• Collected data
┌────────

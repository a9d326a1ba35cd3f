//! Structural diff between two resource collections.
//!
//! # Responsibilities
//! - Project both collections to `Id -> resource` maps
//! - Classify ids as added, removed or updated
//! - Carry the result to listeners as an immutable `Changes<T>`
//!
//! # Design Decisions
//! - O(n) via hash projections, no pairwise comparison
//! - Only set membership is contractual; output follows input order
//!   for readability of logs and nothing more
//! - Duplicate ids inside one input collapse to the last element;
//!   `Registry::set` rejects such input before diffing

use std::collections::HashMap;
use std::fmt;

use crate::registry::id::{Id, Identifiable};

/// Receives registry diffs.
///
/// Implementations run on the thread calling `Registry::set` and must return
/// quickly. Offload slow work to a task or channel.
pub trait ChangeListener<T>: Send + Sync {
    fn on_change(&self, changes: &Changes<T>);
}

impl<T, F> ChangeListener<T> for F
where
    F: Fn(&Changes<T>) + Send + Sync,
{
    fn on_change(&self, changes: &Changes<T>) {
        self(changes)
    }
}

/// The added / removed / updated sets between two snapshots.
#[derive(Clone)]
pub struct Changes<T> {
    added: Vec<T>,
    removed: Vec<T>,
    updated: Vec<T>,
}

impl<T> Changes<T> {
    /// Start building a `Changes` value.
    pub fn builder() -> ChangesBuilder<T> {
        ChangesBuilder::default()
    }

    /// Changes describing every given resource as newly added.
    pub fn all_added(resources: impl IntoIterator<Item = T>) -> Self {
        Self::builder().added(resources).build()
    }

    /// Resources whose id exists only in the new collection.
    pub fn added(&self) -> &[T] {
        &self.added
    }

    /// Resources whose id exists only in the previous collection.
    pub fn removed(&self) -> &[T] {
        &self.removed
    }

    /// Resources present in both collections with a different value.
    /// These are the new values.
    pub fn updated(&self) -> &[T] {
        &self.updated
    }

    /// Everything a listener needs to (re)build: added followed by updated.
    pub fn added_and_updated(&self) -> impl Iterator<Item = &T> {
        self.added.iter().chain(self.updated.iter())
    }

    pub fn is_empty(&self) -> bool {
        self.added.is_empty() && self.removed.is_empty() && self.updated.is_empty()
    }

    /// Total number of resources mentioned by this diff.
    pub fn len(&self) -> usize {
        self.added.len() + self.removed.len() + self.updated.len()
    }
}

impl<T: PartialEq> PartialEq for Changes<T> {
    fn eq(&self, other: &Self) -> bool {
        same_members(&self.added, &other.added)
            && same_members(&self.removed, &other.removed)
            && same_members(&self.updated, &other.updated)
    }
}

fn same_members<T: PartialEq>(left: &[T], right: &[T]) -> bool {
    left.len() == right.len() && right.iter().all(|item| left.contains(item))
}

impl<T: fmt::Debug> fmt::Debug for Changes<T> {
    fn fmt(&self, f: &mut fmt::Formatter<'_>) -> fmt::Result {
        f.debug_struct("Changes")
            .field("added", &self.added)
            .field("removed", &self.removed)
            .field("updated", &self.updated)
            .finish()
    }
}

/// Builder for `Changes`.
pub struct ChangesBuilder<T> {
    added: Vec<T>,
    removed: Vec<T>,
    updated: Vec<T>,
}

impl<T> Default for ChangesBuilder<T> {
    fn default() -> Self {
        Self {
            added: Vec::new(),
            removed: Vec::new(),
            updated: Vec::new(),
        }
    }
}

impl<T> ChangesBuilder<T> {
    pub fn added(mut self, resources: impl IntoIterator<Item = T>) -> Self {
        self.added.extend(resources);
        self
    }

    pub fn removed(mut self, resources: impl IntoIterator<Item = T>) -> Self {
        self.removed.extend(resources);
        self
    }

    pub fn updated(mut self, resources: impl IntoIterator<Item = T>) -> Self {
        self.updated.extend(resources);
        self
    }

    pub fn build(self) -> Changes<T> {
        Changes {
            added: self.added,
            removed: self.removed,
            updated: self.updated,
        }
    }
}

/// Compute the diff that turns `current` into `new`.
pub fn changes<T>(new: &[T], current: &[T]) -> Changes<T>
where
    T: Identifiable + Clone + PartialEq,
{
    let new_by_id = by_id(new);
    let current_by_id = by_id(current);

    let mut builder = Changes::builder();

    for resource in distinct(new, &new_by_id) {
        match current_by_id.get(resource.id()) {
            None => builder.added.push(resource.clone()),
            Some(previous) if *previous != resource => builder.updated.push(resource.clone()),
            Some(_) => {}
        }
    }

    for resource in distinct(current, &current_by_id) {
        if !new_by_id.contains_key(resource.id()) {
            builder.removed.push(resource.clone());
        }
    }

    builder.build()
}

fn by_id<T: Identifiable>(resources: &[T]) -> HashMap<&Id, &T> {
    resources.iter().map(|r| (r.id(), r)).collect()
}

// Yields each resource that won the id projection, in input order.
fn distinct<'a, T: Identifiable>(
    resources: &'a [T],
    projection: &'a HashMap<&'a Id, &'a T>,
) -> impl Iterator<Item = &'a T> + 'a {
    resources.iter().filter(move |r| {
        projection
            .get(r.id())
            .is_some_and(|winner| std::ptr::eq(*winner, *r))
    })
}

└────────

• What this task involves
Filter the records for lines containing the word "extend" and copy each one.

• Exercise solution
        self.added.extend(resources);
        self.removed.extend(resources);
        self.updated.extend(resources);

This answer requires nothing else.